Dmitri Dmítrievich Shostakovich (Saint Petersburg, September 25, 1906-Moscow, August 9, 1975) was a composer and pianist Soviet, one of the most important musicians of the twentieth century.

Shostakovich became famous in the early years of the Soviet Union, with works such as the Symphony No. 1 or the opera The nose, which combined with great originality the Russian tradition and modernist currents from the West. Subsequently, his music was sometimes denounced as decadent and reactionary and others, praised as representative of the new socialist art by the Communist Party of the Soviet Union (CPSU).

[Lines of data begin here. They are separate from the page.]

// SPDX-FileCopyrightText: 2026 Regforge Contributors
// SPDX-License-Identifier: MIT OR Apache-2.0

//! Protocol, treasury, and entity catalogs.
//!
//! Each catalog is a JSON array of records; only the `module` field is read.
//! Records without a module identifier are skipped with a warning.

use std::collections::HashSet;
use std::fs;
use std::path::Path;

use regforge_core::RegforgeError;
use serde::Deserialize;

/// A single catalog record.
#[derive(Debug, Clone, PartialEq, Eq, Deserialize)]
pub struct CatalogRecord {
    /// Module identifier, e.g. `aave` or `treasury/aave.js`.
    #[serde(default)]
    pub module: Option<String>,
}

/// Load a catalog file.
pub fn load_catalog(path: &Path) -> Result<Vec<CatalogRecord>, RegforgeError> {
    let text = fs::read_to_string(path).map_err(|e| RegforgeError::CatalogUnavailable {
        path: path.to_path_buf(),
        message: e.to_string(),
        source: Some(Box::new(e)),
    })?;

    let records: Vec<CatalogRecord> =
        serde_json::from_str(&text).map_err(|e| RegforgeError::CatalogUnavailable {
            path: path.to_path_buf(),
            message: format!("expected a JSON array of records: {e}"),
            source: Some(Box::new(e)),
        })?;

    tracing::debug!(path = %path.display(), records = records.len(), "loaded catalog");
    Ok(records)
}

/// Merge catalogs into unique module identifiers, keeping the order of
/// first occurrence across `catalogs` in the order given.
pub fn merge_modules<'a, I>(catalogs: I) -> Vec<String>
where
    I: IntoIterator<Item = &'a [CatalogRecord]>,
{
    let mut seen = HashSet::new();
    let mut modules = Vec::new();
    let mut skipped = 0usize;

    for record in catalogs.into_iter().flatten() {
        match &record.module {
            Some(module) if !module.is_empty() => {
                if seen.insert(module.as_str()) {
                    modules.push(module.clone());
                }
            }
            _ => skipped += 1,
        }
    }

    if skipped > 0 {
        tracing::warn!(skipped, "catalog records without a module identifier were skipped");
    }
    modules
}

#[cfg(test)]
mod tests {
    use super::*;

    fn records(modules: &[&str]) -> Vec<CatalogRecord> {
        modules
            .iter()
            .map(|m| CatalogRecord {
                module: Some(m.to_string()),
            })
            .collect()
    }

    #[test]
    fn load_ignores_extra_fields() {
        let tmp = tempfile::tempdir().unwrap();
        let path = tmp.path().join("data.json");
        fs::write(
            &path,
            r#"[{"name": "Aave", "module": "aave", "tvl": 1}, {"name": "Nameless"}]"#,
        )
        .unwrap();

        let loaded = load_catalog(&path).unwrap();
        assert_eq!(loaded.len(), 2);
        assert_eq!(loaded[0].module.as_deref(), Some("aave"));
        assert_eq!(loaded[1].module, None);
    }

    #[test]
    fn missing_catalog_is_unavailable() {
        let tmp = tempfile::tempdir().unwrap();
        let err = load_catalog(&tmp.path().join("absent.json")).unwrap_err();
        assert!(matches!(err, RegforgeError::CatalogUnavailable { .. }));
    }

    #[test]
    fn non_array_catalog_is_unavailable() {
        let tmp = tempfile::tempdir().unwrap();
        let path = tmp.path().join("entities.json");
        fs::write(&path, r#"{"module": "aave"}"#).unwrap();

        let err = load_catalog(&path).unwrap_err();
        assert!(err.to_string().contains("expected a JSON array"));
    }

    #[test]
    fn merge_dedupes_by_first_occurrence() {
        let protocols = records(&["aave", "compound", "aave"]);
        let treasuries = records(&["treasury/aave.js", "compound"]);
        let entities = records(&["entity/a16z.js"]);

        let merged = merge_modules([
            protocols.as_slice(),
            treasuries.as_slice(),
            entities.as_slice(),
        ]);
        assert_eq!(
            merged,
            vec!["aave", "compound", "treasury/aave.js", "entity/a16z.js"]
        );
    }

    #[test]
    fn merge_skips_records_without_module() {
        let mut catalog = records(&["aave"]);
        catalog.push(CatalogRecord { module: None });
        catalog.push(CatalogRecord {
            module: Some(String::new()),
        });

        assert_eq!(merge_modules([catalog.as_slice()]), vec!["aave"]);
    }
}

In public, he always showed loyalty to the Soviet system, he held important responsibilities in the artistic institutions, he accepted to belong to the CPSU in 1960 and became a member of the Supreme Soviet of the USSR. His attitude towards the government and the Soviet state has been the subject of bitter controversy and it has been hotly debated whether or not he was a clandestine dissident in front of the USSR.

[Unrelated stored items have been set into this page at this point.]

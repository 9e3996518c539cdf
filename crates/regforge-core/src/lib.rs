// SPDX-FileCopyrightText: 2026 Regforge Contributors
// SPDX-License-Identifier: MIT OR Apache-2.0

//! Core library for the regforge registry generator.
//!
//! This crate provides the error taxonomy, plugin key normalization, and the
//! closed [`PluginValue`] model that every plugin descriptor is decoded into.

pub mod error;
pub mod types;
pub mod value;

// Re-export key items at crate root for ergonomic imports.
pub use error::RegforgeError;
pub use types::{DEFAULT_EXTENSIONS, ErrorScope, KeyState, PluginKey};
pub use value::{CALLABLE_MARKER, PluginValue, ValueMap};

#[cfg(test)]
mod tests {
    use super::*;

    #[test]
    fn error_scopes_follow_taxonomy() {
        let missing = RegforgeError::MissingDefaultExport {
            module_path: "pkg/dexs/alpha".into(),
        };
        assert_eq!(missing.scope(), ErrorScope::Key);

        let load = RegforgeError::load("pkg/dexs/alpha", "descriptor not found");
        assert_eq!(load.scope(), ErrorScope::Key);

        let dir = RegforgeError::DirectoryUnavailable {
            path: "/nope".into(),
            source: std::io::Error::from(std::io::ErrorKind::NotFound),
        };
        assert_eq!(dir.scope(), ErrorScope::Family);

        let emit = RegforgeError::EmitFailure {
            path: "/nope/out.ts".into(),
            source: std::io::Error::other("disk full"),
        };
        assert_eq!(emit.scope(), ErrorScope::Family);

        let external = RegforgeError::ExternalBuildFailure {
            command: "node build.js".into(),
            message: "exit status 1".into(),
            source: None,
        };
        assert_eq!(external.scope(), ErrorScope::Run);
    }

    #[test]
    fn missing_default_export_message_names_module() {
        let err = RegforgeError::MissingDefaultExport {
            module_path: "pkg/fees/beta".into(),
        };
        assert_eq!(
            err.to_string(),
            "module pkg/fees/beta does not have a default export"
        );
    }

    #[test]
    fn key_strips_recognized_extension() {
        assert_eq!(PluginKey::from_entry("adapter.ts", DEFAULT_EXTENSIONS).as_str(), "adapter");
        assert_eq!(PluginKey::from_entry("adapter", DEFAULT_EXTENSIONS).as_str(), "adapter");
        assert_eq!(PluginKey::from_entry("README.md", DEFAULT_EXTENSIONS).as_str(), "README");
    }

    #[test]
    fn key_strips_only_last_segment() {
        assert_eq!(PluginKey::from_entry("uniswap.v3.ts", DEFAULT_EXTENSIONS).as_str(), "uniswap.v3");
        assert_eq!(PluginKey::from_entry("uniswap.v3", DEFAULT_EXTENSIONS).as_str(), "uniswap.v3");
    }

    #[test]
    fn key_keeps_dotfiles_and_unknown_extensions() {
        assert_eq!(PluginKey::from_entry(".gitkeep", DEFAULT_EXTENSIONS).as_str(), ".gitkeep");
        assert_eq!(PluginKey::from_entry("notes.txt", DEFAULT_EXTENSIONS).as_str(), "notes.txt");
    }

    #[test]
    fn key_respects_custom_extension_list() {
        let exts = ["ts"];
        assert_eq!(PluginKey::from_entry("a.ts", &exts).as_str(), "a");
        assert_eq!(PluginKey::from_entry("a.md", &exts).as_str(), "a.md");
    }

    #[test]
    fn error_scope_display_and_parse() {
        use std::str::FromStr;
        for scope in [ErrorScope::Key, ErrorScope::Family, ErrorScope::Run] {
            let parsed = ErrorScope::from_str(&scope.to_string()).expect("should parse back");
            assert_eq!(parsed, scope);
        }
        assert_eq!(KeyState::Failed.to_string(), "failed");
    }
}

After an initial period in which the influences of Prokofiev, Igor Stravinsky and Paul Hindemith seem to prevail, Shostakovich developed a hybrid style of which his opera Lady Macbeth by Mtsensk (1934) is representative. Later, he moved towards a post-romantic style, where Symphony No. 5 (1937) stands out, and in which the influence of Mahler is combined with the Russian musical tradition, with Mussorgsky and Stravinsky as important referents. Shostakovich integrated all these influences creating a very personal style. Shostakovich's music usually includes sharp contrasts and grotesque elements, 1 with a very prominent rhythmic component. In his orchestral work, fifteen symphonies and six concerts stand out; in his chamber music, his fifteen string quartets should be especially mentioned; He also composed several operas, as well as film and ballet music.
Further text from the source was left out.